Patients with compressive optic neuropathy and atypical glaucoma can have overlapping symptoms.2,5,7,13-15 Patients with compressive optic neuropathy show loss of central acuity associated with central and concentric scotomas. Most patients with ONC have symptoms atypical for glaucoma alone, including a decrease in visual acuity, abnormal color vision, central scotoma, pallor of the neuroretinal rim, and unusual optic nerve cupping. Patients with NTG do not routinely undergo neuroimaging unless atypical findings are present, such as poor correlation between the pattern or amount of visual field loss and optic cupping.11

Neurovascular decompression of the optic nerve has been rarely reported in the literature.4,16,17 The patients described in the literature typically did not have NTG, as our patient did, but demonstrated improvement in visual symptoms postoperatively.

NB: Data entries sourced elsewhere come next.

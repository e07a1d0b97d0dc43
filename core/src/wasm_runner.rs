/*
 * Copyright (c) 2026 Mohamad Al-Zawahreh (dba Sovereign Systems).
 *
 * Wasmtime host adapter for compiled Funny modules.
 *
 * Funny binaries import nothing. Every export is a function over i32 values,
 * plus (by default) the linear memory under `memory`, through which the host
 * hands over arrays: an `int[]` argument is the byte address of element 0.
 *
 * LICENSE: DUAL-LICENSED (AGPLv3 or COMMERCIAL).
 */

use crate::wasm_codegen::MEMORY_EXPORT;
use std::fmt;
use tracing::debug;
use wasmtime::{Engine, Instance, Linker, Memory, Module, Store, Trap, Val};

// =============================================================================
// Error Types
// =============================================================================

#[derive(Debug, Clone)]
pub struct WasmRunError {
    pub message: String,
    pub context: String,
}

impl fmt::Display for WasmRunError {
    fn fmt(&self, f: &mut fmt::Formatter) -> fmt::Result {
        write!(f, "[{}] {}", self.context, self.message)
    }
}

impl std::error::Error for WasmRunError {}

impl WasmRunError {
    /// True when the guest trapped (divide by zero, out-of-bounds access, ...).
    pub fn is_trap(&self) -> bool {
        self.context.ends_with("trap")
    }
}

// =============================================================================
// Instance
// =============================================================================

/// One instantiated Funny module with its own store.
pub struct FunnyInstance {
    store: Store<()>,
    instance: Instance,
    memory: Option<Memory>,
}

impl FunnyInstance {
    pub fn instantiate(bytes: &[u8]) -> Result<Self, WasmRunError> {
        let engine = Engine::default();
        let module = Module::from_binary(&engine, bytes).map_err(|e| WasmRunError {
            message: format!("Failed to load WASM module: {}", e),
            context: "instantiate::load".to_string(),
        })?;

        let linker = Linker::<()>::new(&engine);
        let mut store = Store::new(&engine, ());

        let instance = linker.instantiate(&mut store, &module).map_err(|e| WasmRunError {
            message: format!("Failed to instantiate: {}", e),
            context: "instantiate::link".to_string(),
        })?;
        let memory = instance.get_memory(&mut store, MEMORY_EXPORT);

        Ok(FunnyInstance {
            store,
            instance,
            memory,
        })
    }

    /// Names of the exported functions, in export order.
    pub fn exported_functions(&mut self) -> Vec<String> {
        self.instance
            .exports(&mut self.store)
            .filter_map(|export| {
                let name = export.name().to_string();
                export.into_func().map(|_| name)
            })
            .collect()
    }

    /// Call export `name`. Returns one value per declared return, in order.
    pub fn call(&mut self, name: &str, args: &[i32]) -> Result<Vec<i32>, WasmRunError> {
        let func = self
            .instance
            .get_func(&mut self.store, name)
            .ok_or_else(|| WasmRunError {
                message: format!("Export '{}' not found", name),
                context: "call::get_func".to_string(),
            })?;

        let func_type = func.ty(&self.store);
        if func_type.params().len() != args.len() {
            return Err(WasmRunError {
                message: format!(
                    "Function '{}' expects {} argument(s), got {}",
                    name,
                    func_type.params().len(),
                    args.len()
                ),
                context: "call::arity".to_string(),
            });
        }

        let params: Vec<Val> = args.iter().map(|&v| Val::I32(v)).collect();
        let mut results = vec![Val::I32(0); func_type.results().len()];

        func.call(&mut self.store, &params, &mut results)
            .map_err(|e| match e.downcast_ref::<Trap>() {
                Some(trap) => WasmRunError {
                    message: format!("Call to '{}' trapped: {}", name, trap),
                    context: "call::trap".to_string(),
                },
                None => WasmRunError {
                    message: format!("Call to '{}' failed: {}", name, e),
                    context: "call::invoke".to_string(),
                },
            })?;

        debug!(function = name, args = ?args, results = results.len(), "export called");

        results
            .iter()
            .map(|val| {
                val.i32().ok_or_else(|| WasmRunError {
                    message: format!("Function '{}' returned a non-i32 value", name),
                    context: "call::results".to_string(),
                })
            })
            .collect()
    }

    fn memory(&self) -> Result<Memory, WasmRunError> {
        self.memory.ok_or_else(|| WasmRunError {
            message: format!("Module does not export '{}'", MEMORY_EXPORT),
            context: "memory".to_string(),
        })
    }

    /// Store `values` as consecutive little-endian i32s starting at `addr`.
    pub fn write_array(&mut self, addr: u32, values: &[i32]) -> Result<(), WasmRunError> {
        let memory = self.memory()?;
        let bytes: Vec<u8> = values.iter().flat_map(|v| v.to_le_bytes()).collect();
        memory
            .write(&mut self.store, addr as usize, &bytes)
            .map_err(|e| WasmRunError {
                message: format!("Cannot write {} element(s) at {}: {}", values.len(), addr, e),
                context: "write_array".to_string(),
            })
    }

    pub fn read_array(&self, addr: u32, len: usize) -> Result<Vec<i32>, WasmRunError> {
        let memory = self.memory()?;
        let mut bytes = vec![0u8; len * 4];
        memory
            .read(&self.store, addr as usize, &mut bytes)
            .map_err(|e| WasmRunError {
                message: format!("Cannot read {} element(s) at {}: {}", len, addr, e),
                context: "read_array".to_string(),
            })?;
        Ok(bytes
            .chunks_exact(4)
            .map(|c| i32::from_le_bytes([c[0], c[1], c[2], c[3]]))
            .collect())
    }

    /// Current size of linear memory in bytes; 0 without an exported memory.
    pub fn memory_size(&self) -> usize {
        self.memory.map(|m| m.data_size(&self.store)).unwrap_or(0)
    }
}

/// Instantiate `bytes` and call one export.
pub fn call_exported(bytes: &[u8], name: &str, args: &[i32]) -> Result<Vec<i32>, WasmRunError> {
    FunnyInstance::instantiate(bytes)?.call(name, args)
}

// =============================================================================
// Tests
// =============================================================================

#[cfg(test)]
mod tests {
    use super::*;
    use crate::ast::{ArithOp, CompareOp, Condition, Expr, FunctionDef, Statement, VarDecl};
    use crate::wasm_codegen::WasmCodegen;

    fn compile(functions: Vec<FunctionDef>) -> Vec<u8> {
        WasmCodegen::compile_to_bytes(&crate::ast::Module { functions }).expect("compile failed")
    }

    fn func(
        name: &str,
        parameters: Vec<VarDecl>,
        returns: Vec<VarDecl>,
        locals: Vec<VarDecl>,
        body: Vec<Statement>,
    ) -> FunctionDef {
        FunctionDef {
            name: name.to_string(),
            parameters,
            returns,
            locals,
            requires: None,
            ensures: None,
            body: Statement::block(body),
        }
    }

    fn div() -> FunctionDef {
        func(
            "div",
            vec![VarDecl::int("a"), VarDecl::int("b")],
            vec![VarDecl::int("q")],
            vec![],
            vec![Statement::assign("q", Expr::binary(ArithOp::Div, Expr::var("a"), Expr::var("b")))],
        )
    }

    #[test]
    fn test_call_exported_function() {
        let wasm = compile(vec![div()]);
        assert_eq!(call_exported(&wasm, "div", &[-7, 2]).unwrap(), vec![-3]);
    }

    #[test]
    fn test_divide_by_zero_traps() {
        let wasm = compile(vec![div()]);
        let err = call_exported(&wasm, "div", &[1, 0]).unwrap_err();
        assert!(err.is_trap(), "expected a trap, got {}", err);
        assert_eq!(err.context, "call::trap");
    }

    #[test]
    fn test_arity_and_missing_export() {
        let wasm = compile(vec![div()]);
        let mut instance = FunnyInstance::instantiate(&wasm).unwrap();

        let err = instance.call("div", &[1]).unwrap_err();
        assert_eq!(err.context, "call::arity");

        let err = instance.call("mod", &[1, 2]).unwrap_err();
        assert_eq!(err.context, "call::get_func");
    }

    #[test]
    fn test_exported_functions_skip_memory() {
        let wasm = compile(vec![
            div(),
            func("noop", vec![], vec![], vec![], vec![]),
        ]);
        let mut instance = FunnyInstance::instantiate(&wasm).unwrap();
        assert_eq!(instance.exported_functions(), vec!["div".to_string(), "noop".to_string()]);
        assert_eq!(instance.memory_size(), 65536);
    }

    #[test]
    fn test_array_round_trip_through_memory() {
        // fill(a, n): a[i] = i * i for i in 0..n
        let wasm = compile(vec![func(
            "fill",
            vec![VarDecl::array("a"), VarDecl::int("n")],
            vec![],
            vec![VarDecl::int("i")],
            vec![Statement::while_loop(
                Condition::compare(CompareOp::Lt, Expr::var("i"), Expr::var("n")),
                Statement::block(vec![
                    Statement::assign_index(
                        "a",
                        Expr::var("i"),
                        Expr::binary(ArithOp::Mul, Expr::var("i"), Expr::var("i")),
                    ),
                    Statement::assign("i", Expr::binary(ArithOp::Add, Expr::var("i"), Expr::num(1))),
                ]),
            )],
        )]);
        let mut instance = FunnyInstance::instantiate(&wasm).unwrap();
        instance.write_array(64, &[-1; 6]).unwrap();

        assert!(instance.call("fill", &[64, 5]).unwrap().is_empty());
        assert_eq!(instance.read_array(64, 6).unwrap(), vec![0, 1, 4, 9, 16, -1]);
    }

    #[test]
    fn test_out_of_bounds_access() {
        let wasm = compile(vec![func(
            "peek",
            vec![VarDecl::array("a")],
            vec![VarDecl::int("v")],
            vec![],
            vec![Statement::assign("v", Expr::index("a", Expr::num(0)))],
        )]);
        let mut instance = FunnyInstance::instantiate(&wasm).unwrap();
        assert!(instance.call("peek", &[70000]).unwrap_err().is_trap());
        assert!(instance.write_array(65534, &[1]).is_err());
        assert!(instance.read_array(65536, 1).is_err());
    }
}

To date, no study has been performed regarding neurovascular decompression of the optic nerve in the setting of NTG. Ogata and colleagues do not directly advocate for neurosurgical decompression despite their conclusion that ONC is a cause of or a risk factor for optic nerve damage in patients with NTG, since ICA compression of the optic nerve is so common.11

Compressive optic neuropathy is usually related to aneurysms, meningiomas, or other types of tumors.13,14,18 Other etiologies include ischemic optic neuropathy related to hypertension and diabetes, and demyelinating diseases such as multiple sclerosis and neuromyelitis optica.

Neurovascular compression of the optic nerve should be considered in patients with optic nerve injury, particularly in the setting of atypical glaucoma. MRI in the coronal plane through the orbits can be useful for delineating the relationship of the optic nerve with regard to adjacent arterial structures.